20. Mai

Heute vor 155 Jahren fand die feierliche Grundsteinlegung für den Bau der Wiener Staatsoper (vormals k.k. Hof-Operntheater) statt, obwohl die Bauarbeiten bereits zwei Jahre zuvor be­gon­nen hatten. Die Bauzeit dauerte bis 1869. Errichtet wurde sie nach den Plänen der beiden Architekten August Sicard von Sicardsburg und Eduard van der Nüll im Wiener Ring­stra­ßen­stil, einer besonderen Ausprägung des Historismus.
Zeitgleich wurde auf der gegenüberliegenden Straßenseite der Heinrichshof erbaut, ein pri­va­tes Zinshaus riesigen Ausmaßes nach den Plänen ihres Konkurrenten Theophil Hansen, wel­ches indes schon nach zwei Jahren fertiggestellt war und nun die Monumentalität des ent­ste­hen­den Opern-Prachtbaus überschatten sollte, was zu Enttäuschung in der Wiener Öffent­lich­keit und einer garstigen Pressekampagne gegen die beiden Architekten führte.
Wie es sich für echte Wiener gehört, raunzten die bereits über das neue Opernhaus, bevor es überhaupt fertig war. Ein überliefertes Spottgedicht von damals lautete:
    »Sicardsburg und van der Nüll
    haben beide keinen Stül:
    Gotik, Klassik, Renaissanz
    das ist denen alles ans.«
Hinzu kam, dass das Ringstraßenniveau um das Bauwerk erst nach bereits erfolgtem Bau­be­ginn nachträglich um einen Meter angehoben wurde, sodaß dieses als “versunkene Kiste“ und als “Königgrätz der Baukunst“ heftig kritisiert wurde.
Van der Nüll nahm sich die bissige Häme so zu Herzen, dass er sich ein Jahr vor der Fer­tig­stellung der Bauarbeiten erhängte.
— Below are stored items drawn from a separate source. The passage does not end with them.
/*!
Command handlers for the CLI

This module provides command handlers invoked by the CLI entrypoint.

It exposes two top-level command modules:

- `auth`     — Session commands: login, logout, whoami
- `products` — Product catalog commands: list, search, show, categories,
               create, update, delete

These handlers are intentionally small and use the library components:
API collaborators, the session store, and the catalog store.
*/

use std::sync::Arc;

use crate::api::{AuthApi, ProductsApi};
use crate::catalog::CatalogStore;
use crate::config::Config;
use crate::error::{KardexError, Result};
use crate::notify::{NotificationSink, TerminalSink};
use crate::session::credentials::{CredentialStore, FileCredentialStore};
use crate::session::SessionStore;

// Session commands
pub mod auth;

// Product catalog commands
pub mod products;

/// User-facing message when a command needs a session and none is stored
pub(crate) const MSG_NO_SESSION: &str =
    "No hay sesión activa. Ejecuta `kardex login` para iniciar sesión.";

/// Build the session store from configuration
///
/// Uses the configured credentials directory when set, otherwise the
/// platform data directory.
pub(crate) fn build_session(config: &Config) -> Result<Arc<SessionStore>> {
    let api = AuthApi::new(&config.api.base_url, config.api.timeout_seconds)?;

    let credentials: Box<dyn CredentialStore> = match &config.session.credentials_dir {
        Some(dir) => Box::new(FileCredentialStore::new_with_dir(dir.clone())?),
        None => Box::new(FileCredentialStore::new()?),
    };

    let sink: Arc<dyn NotificationSink> = Arc::new(TerminalSink);
    Ok(Arc::new(SessionStore::new(api, credentials, sink)))
}

/// Build a catalog store that shares the given session
pub(crate) fn build_catalog(config: &Config, session: Arc<SessionStore>) -> Result<CatalogStore> {
    let api = ProductsApi::new(&config.api.base_url, config.api.timeout_seconds)?;
    let sink: Arc<dyn NotificationSink> = Arc::new(TerminalSink);
    Ok(CatalogStore::new(api, session, sink))
}

/// Restore the stored session and require it to be authenticated
///
/// # Errors
///
/// Returns `KardexError::Session` when no valid session is stored
pub(crate) fn require_session(config: &Config) -> Result<Arc<SessionStore>> {
    let session = build_session(config)?;
    session.restore();

    if !session.is_authenticated() {
        return Err(KardexError::Session(MSG_NO_SESSION.to_string()).into());
    }

    Ok(session)
}
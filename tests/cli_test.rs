//! End-to-end tests for the kardex binary
//!
//! These run the compiled binary and check argument handling, help output,
//! and the session gate for commands that need an active login. Network
//! traffic is avoided: every scenario here stops before a request happens.

use assert_cmd::Command;
use predicates::prelude::*;
use tempfile::TempDir;

mod common;

/// Top-level help advertises the auth and catalog commands
#[test]
fn test_help_lists_commands() {
    let mut cmd = Command::cargo_bin("kardex").unwrap();
    cmd.arg("--help");

    cmd.assert()
        .success()
        .stdout(predicate::str::contains("login"))
        .stdout(predicate::str::contains("logout"))
        .stdout(predicate::str::contains("whoami"))
        .stdout(predicate::str::contains("products"));
}

/// The products subcommand help advertises the catalog operations
#[test]
fn test_products_help_lists_operations() {
    let mut cmd = Command::cargo_bin("kardex").unwrap();
    cmd.arg("products").arg("--help");

    cmd.assert()
        .success()
        .stdout(predicate::str::contains("list"))
        .stdout(predicate::str::contains("search"))
        .stdout(predicate::str::contains("show"))
        .stdout(predicate::str::contains("create"))
        .stdout(predicate::str::contains("update"))
        .stdout(predicate::str::contains("delete"));
}

/// --version reports the binary name
#[test]
fn test_version_reports_name() {
    let mut cmd = Command::cargo_bin("kardex").unwrap();
    cmd.arg("--version");

    cmd.assert()
        .success()
        .stdout(predicate::str::contains("kardex"));
}

/// Unknown commands are rejected by the parser
#[test]
fn test_unknown_command_fails() {
    let mut cmd = Command::cargo_bin("kardex").unwrap();
    cmd.arg("frobnicate");

    cmd.assert().failure();
}

/// An invalid sort order is rejected by the parser
#[test]
fn test_invalid_sort_order_fails() {
    let mut cmd = Command::cargo_bin("kardex").unwrap();
    cmd.arg("products").arg("list").arg("--order").arg("sideways");

    cmd.assert()
        .failure()
        .stderr(predicate::str::contains("--order"));
}

/// A config file with a bad base URL fails validation before any command runs
#[test]
fn test_invalid_base_url_rejected() {
    let (_temp_dir, config_path) = common::temp_config_file("api:\n  base_url: \"not a url\"\n");

    let mut cmd = Command::cargo_bin("kardex").unwrap();
    cmd.arg("--config").arg(config_path).arg("logout");

    cmd.assert()
        .failure()
        .stderr(predicate::str::contains("Invalid api.base_url"));
}

/// Commands that need a session fail cleanly when none is stored
#[test]
fn test_whoami_without_session_is_rejected() {
    let creds_dir = TempDir::new().expect("tempdir");
    let (_temp_dir, config_path) = common::temp_config_file("api:\n  timeout_seconds: 1\n");

    let mut cmd = Command::cargo_bin("kardex").unwrap();
    cmd.arg("--config")
        .arg(config_path)
        .arg("whoami")
        .env("KARDEX_CREDENTIALS_DIR", creds_dir.path());

    cmd.assert()
        .failure()
        .stderr(predicate::str::contains("No hay sesión activa"));
}

/// The product listing is gated on a session too
#[test]
fn test_products_list_without_session_is_rejected() {
    let creds_dir = TempDir::new().expect("tempdir");
    let (_temp_dir, config_path) = common::temp_config_file("api:\n  timeout_seconds: 1\n");

    let mut cmd = Command::cargo_bin("kardex").unwrap();
    cmd.arg("--config")
        .arg(config_path)
        .arg("products")
        .arg("list")
        .env("KARDEX_CREDENTIALS_DIR", creds_dir.path());

    cmd.assert()
        .failure()
        .stderr(predicate::str::contains("No hay sesión activa"));
}

/// Logout succeeds even when no session was ever stored
#[test]
fn test_logout_without_session_succeeds() {
    let creds_dir = TempDir::new().expect("tempdir");
    let (_temp_dir, config_path) = common::temp_config_file("api:\n  timeout_seconds: 1\n");

    let mut cmd = Command::cargo_bin("kardex").unwrap();
    cmd.arg("--config")
        .arg(config_path)
        .arg("logout")
        .env("KARDEX_CREDENTIALS_DIR", creds_dir.path());

    cmd.assert()
        .success()
        .stdout(predicate::str::contains("Sesión cerrada"));
}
Sicardsburg starb nur wenige Wochen nach dem Selbst­mord seines lebenslangen Freundes und Partners (heute würde man wohl sagen “Lebens­mensch“) an gebrochenem Herzen, was bestimmt mit dem Verlust und der erlittenen Krän­kung zu­sam­men­hing, sodass beide Architekten die Eröffnung des “Ersten Hauses am Ring“, mit einer glanzvollen Premiere von Mozarts Don Giovanni, nimmer erlebten.
Später wurde in Wien nach den Herren Sicardsburg und van der Nüll je eine Gasse be­nannt, wobei der Name Siccardsburg aber falsch geschrieben wurde.
Lo - Mo, 22:10

Gestern buchte ich für meine Lieblingsfrau und mich eine Reise nach Wien (erstmalig).
Heute morgen studierte ich einen Wien-Reiseführer und las genau dieses (ebenfalls zum ersten Male...) über das Schicksal der beiden Architekten.
Und nun finde ich diese Geschichte hier wieder.
Erstaunlich.

Bubi40 - Di, 09:28

mit der Wiener Staatsoper verbinde ich eine meiner schönsten erinnerungen. anfang januar 1989 durfte ich das erste mal anlässlich des 50. meiner schwester aus der ddr in den westen fahren. meine schwester hatte mir eine karte für die Salome geschenkt. ich befand mich während und nach der vorstellung auf höheren ebenen, etwa um den 8. - 9. himmel ... das erste mal nach 28 jahren im westen und dann noch einen solchen kunstgenuss, von dem ich vorher nicht einmal hätte träumen können.
in der folge war ich dann jeden abend gast in der stehplatzgalerie, wo ich mich unter absoluten kennern befand, und es nicht ausblieb, dass die lebhaftesten gespräche und diskussionen sich entspannten, als sich herausstellte, dass ich aus Ostberlin kam, wo Walter Felsenstein, Harry Kupfer und Götz Friedrich an den drei Berliner Opernhäusern wirkten, um die ich beneidet wurde, während ich entzückt war von den exzellenten Sängern in Wien, die ich nur aus dem rundfunk und von schallplattenaufnahmen kannte. so lernte ich auch das "Santo Spirito" kennen, wo dann auch noch bei musik von schwarzen scheiben, die der wirt persönlich und mit größter grandezza auflegte, und einem "Viertel" weiter geklönt wurde ... es war eine himmlische zeit.
danke für den "erinnerungsanstoß".
über die architektur wage ich mich nicht zu äußern, aber wenn ich mir vorstelle, dass das gabäude eigentlich einen meter "eingegraben" wurde, werden die proportionen doch erklärt, die treppenrudimente der frontseite wären dann richtig tereppen, und der bau würde nicht so behäbig am boden kauern ... glaube ich.
danke also auch für diese erhellende information.

krassNICK - Mi, 07:45

"Der Wiener raunzt und matschkert gern des Abends in der Schenke.
Das fördert die Verdauungskraft und würzet die Getränke."

(nach Heinrich Heine)

speedhiking - Mi, 09:43

Sehr schönes Gedichterl. Das werde ich auswendiglernen für die nächste Gelegenheit, wo ich den Historismus erklären soll.